Life is a Participatory Process!
“The strength of a tree, the old ones say, comes not from growing thicker in the good years when there is water, but from staying alive in the bad dry times.” – Joseph M. Marshall III, The Journey of Crazy Horse
Life is a participatory process! is the second WR Assertion.
Some things are simply too simply-complex to have little said about them; this is one and I am going to try anyway. The depths to which we participate in the perception of, and therefore creation of, Our Ground of Being are, frankly, yet a wondrous mystery.
Human consciousness itself is a participatory emergence out of Life’s reaching for and self-organizing toward increasing complexity and diversity. This crescendo building of Life grows in defiance of the second law of thermodynamics, popularly known as Entropy. Seen from the perspective of Forest however, this is, in truth, Life feeding upon us, upon itself in fact. The invitation and challenge of finding deep joy and nurture at this same table— this is the call of the wild resiliency within us.
Implicit within this second WR Assertion is also this: Life itself is a Process!

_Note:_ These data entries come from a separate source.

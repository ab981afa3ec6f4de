//! Source locations.

use serde::{Deserialize, Serialize};

/// Index of a file registered in the [`SourceCache`](crate::SourceCache).
#[derive(Debug, Clone, Copy, PartialEq, Eq, Hash, Serialize, Deserialize)]
pub struct FileId(pub u32);

impl FileId {
    pub const DUMMY: FileId = FileId(u32::MAX);
}

/// Byte range inside one file. Offsets are relative to the start of the file.
#[derive(Debug, Clone, Copy, PartialEq, Eq, Hash, Serialize, Deserialize)]
pub struct Span {
    pub file_id: FileId,
    /// Inclusive
    pub start: u32,
    /// Exclusive
    pub end: u32,
}

impl Span {
    /// Span for synthesized nodes that have no source text.
    pub const DUMMY: Span = Span {
        file_id: FileId::DUMMY,
        start: 0,
        end: 0,
    };

    pub fn new(file_id: FileId, start: u32, end: u32) -> Self {
        Self { file_id, start, end }
    }

    pub fn is_dummy(&self) -> bool {
        self.file_id == FileId::DUMMY
    }

    pub fn len(&self) -> u32 {
        self.end.saturating_sub(self.start)
    }

    pub fn is_empty(&self) -> bool {
        self.start >= self.end
    }
}

impl Default for Span {
    fn default() -> Self {
        Self::DUMMY
    }
}

/// Human readable position: path, 1-indexed line and column.
#[derive(Debug, Clone, PartialEq, Eq)]
pub struct Location {
    pub file: String,
    pub line: u32,
    pub column: u32,
}

impl std::fmt::Display for Location {
    fn fmt(&self, f: &mut std::fmt::Formatter<'_>) -> std::fmt::Result {
        write!(f, "{}:{}:{}", self.file, self.line, self.column)
    }
}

The body you possess when you begin reading this post will not be the body you possess when you complete it. And should it take you a year, say because you get cyclically enraptured by its humor and profundity, well then, every atom in your body, excluding a few in your teeth and bones, will be a new one by the time you finish.

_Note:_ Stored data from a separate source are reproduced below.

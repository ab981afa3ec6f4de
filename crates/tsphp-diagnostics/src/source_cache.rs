//! Source files kept around for rendering diagnostics.

use crate::span::{FileId, Location, Span};
use std::collections::HashMap;
use std::path::{Path, PathBuf};

/// A registered file with its line index.
#[derive(Debug, Clone)]
pub struct SourceFile {
    pub id: FileId,
    pub path: PathBuf,
    pub source: String,
    line_starts: Vec<u32>,
}

impl SourceFile {
    fn new(id: FileId, path: PathBuf, source: String) -> Self {
        let line_starts = std::iter::once(0)
            .chain(
                source
                    .match_indices('\n')
                    .map(|(i, _)| (i + 1) as u32),
            )
            .collect();
        Self {
            id,
            path,
            source,
            line_starts,
        }
    }

    /// 1-indexed (line, column) of a byte offset.
    pub fn line_column(&self, offset: u32) -> (u32, u32) {
        let offset = offset.min(self.source.len() as u32);
        let line_idx = match self.line_starts.binary_search(&offset) {
            Ok(idx) => idx,
            Err(idx) => idx.saturating_sub(1),
        };
        let column = offset - self.line_starts[line_idx] + 1;
        ((line_idx + 1) as u32, column)
    }

    /// Text of a 1-indexed line without its line terminator.
    pub fn line_text(&self, line: u32) -> Option<&str> {
        let idx = (line as usize).checked_sub(1)?;
        let start = *self.line_starts.get(idx)? as usize;
        let end = self
            .line_starts
            .get(idx + 1)
            .map_or(self.source.len(), |&e| e as usize);
        Some(self.source[start..end].trim_end_matches(['\n', '\r']))
    }

    /// Source text between two byte offsets, `None` when out of range or not on
    /// a char boundary.
    pub fn slice(&self, start: u32, end: u32) -> Option<&str> {
        self.source.get(start as usize..end as usize)
    }
}

/// Every file seen during a run, keyed by [`FileId`].
#[derive(Debug, Default)]
pub struct SourceCache {
    files: Vec<SourceFile>,
    path_to_id: HashMap<PathBuf, FileId>,
}

impl SourceCache {
    pub fn new() -> Self {
        Self::default()
    }

    /// Register a file. Adding the same path twice returns the first id.
    pub fn add_file(&mut self, path: impl AsRef<Path>, source: String) -> FileId {
        let path = path.as_ref().to_path_buf();
        if let Some(&id) = self.path_to_id.get(&path) {
            return id;
        }

        let id = FileId(self.files.len() as u32);
        self.files.push(SourceFile::new(id, path.clone(), source));
        self.path_to_id.insert(path, id);
        id
    }

    pub fn get_file(&self, id: FileId) -> Option<&SourceFile> {
        self.files.get(id.0 as usize)
    }

    pub fn location(&self, span: Span) -> Option<Location> {
        if span.is_dummy() {
            return None;
        }
        let file = self.get_file(span.file_id)?;
        let (line, column) = file.line_column(span.start);
        Some(Location {
            file: file.path.to_string_lossy().into_owned(),
            line,
            column,
        })
    }

    pub fn source_text(&self, span: Span) -> Option<&str> {
        if span.is_dummy() {
            return None;
        }
        self.get_file(span.file_id)?.slice(span.start, span.end)
    }

    pub fn len(&self) -> usize {
        self.files.len()
    }

    pub fn is_empty(&self) -> bool {
        self.files.is_empty()
    }
}

#[cfg(test)]
mod tests {
    use super::*;

    #[test]
    fn test_line_column() {
        let mut cache = SourceCache::new();
        let id = cache.add_file("a.ts", "hello\nworld\n".to_string());
        let file = cache.get_file(id).unwrap();

        assert_eq!(file.line_column(0), (1, 1));
        assert_eq!(file.line_column(4), (1, 5));
        assert_eq!(file.line_column(6), (2, 1));
        assert_eq!(file.line_column(7), (2, 2));
    }

    #[test]
    fn test_line_text() {
        let mut cache = SourceCache::new();
        let id = cache.add_file("a.ts", "one\r\ntwo\nthree".to_string());
        let file = cache.get_file(id).unwrap();

        assert_eq!(file.line_text(1), Some("one"));
        assert_eq!(file.line_text(2), Some("two"));
        assert_eq!(file.line_text(3), Some("three"));
        assert_eq!(file.line_text(4), None);
        assert_eq!(file.line_text(0), None);
    }

    #[test]
    fn test_same_path_reuses_id() {
        let mut cache = SourceCache::new();
        let a = cache.add_file("a.ts", "let a = 1;".to_string());
        let b = cache.add_file("b.ts", "let b = 2;".to_string());
        let again = cache.add_file("a.ts", "ignored".to_string());

        assert_ne!(a, b);
        assert_eq!(a, again);
        assert_eq!(cache.len(), 2);
        assert_eq!(cache.source_text(Span::new(a, 4, 5)), Some("a"));
    }

    #[test]
    fn test_location() {
        let mut cache = SourceCache::new();
        let id = cache.add_file("m.ts", "let x = 42;\nlet y = 100;".to_string());

        let loc = cache.location(Span::new(id, 16, 17)).unwrap();
        assert_eq!((loc.line, loc.column), (2, 5));
        assert_eq!(loc.to_string(), "m.ts:2:5");
        assert!(cache.location(Span::DUMMY).is_none());
    }
}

Oh Gosh! Oh My! This is not Kansas anymore. If we sit in a room together, you and I, presumably breathing, then we will each physically inhale and incorporate atomic structures exhaled by the Other. We engage in this reciprocal exchange process with all of our environments, continuously taking in and corporally incorporating the physicality of our surroundings.
This process, of participatory exchange we are embedded within, is why we can safely assert that a deficiency of wild nature is a dis-ease condition of domesticated man: we are more than a bit deficient of pine forest air and gurgling mountain creek and ancient tree and granite boulder field and the rolling waves of ocean beach, and of falling star resiliency-information supplements too. It is also, frankly, in the financial and political interests of a certain folks that we stay so. Beware!
This domestication of earth’s last wild places, it’s logging and mining and drilling and paving and over-flights and species destruction, is not in our spiritual interest; nor will it serve our wild resiliency. And yet thriving in this era of the sixth great extinction, thriving into this era of the ‘bad dry times,’ is the participatory challenge we have created for ourselves.
Note: This is the second of twelve Wild Resiliency Assertions. These Assertions represent my attempt to place onto my ‘map of reality’ my perceptions about the nature of our world, about the structural interface between the world’s soul and Our Ground of Being, and the life force we each carry, known as the Self.
Laurence Gonzales, in Deep Survival: Who Lives, Who Dies, and Why, asserts that this keeping our mental maps true to the world, is a fundamental and essential characteristic of those who find their way through Life’s toughest challenges. Hence, the importance I believe, of our discovering containers in which we may mutually explore, respect, and honor these foundational life attitudes we each carry.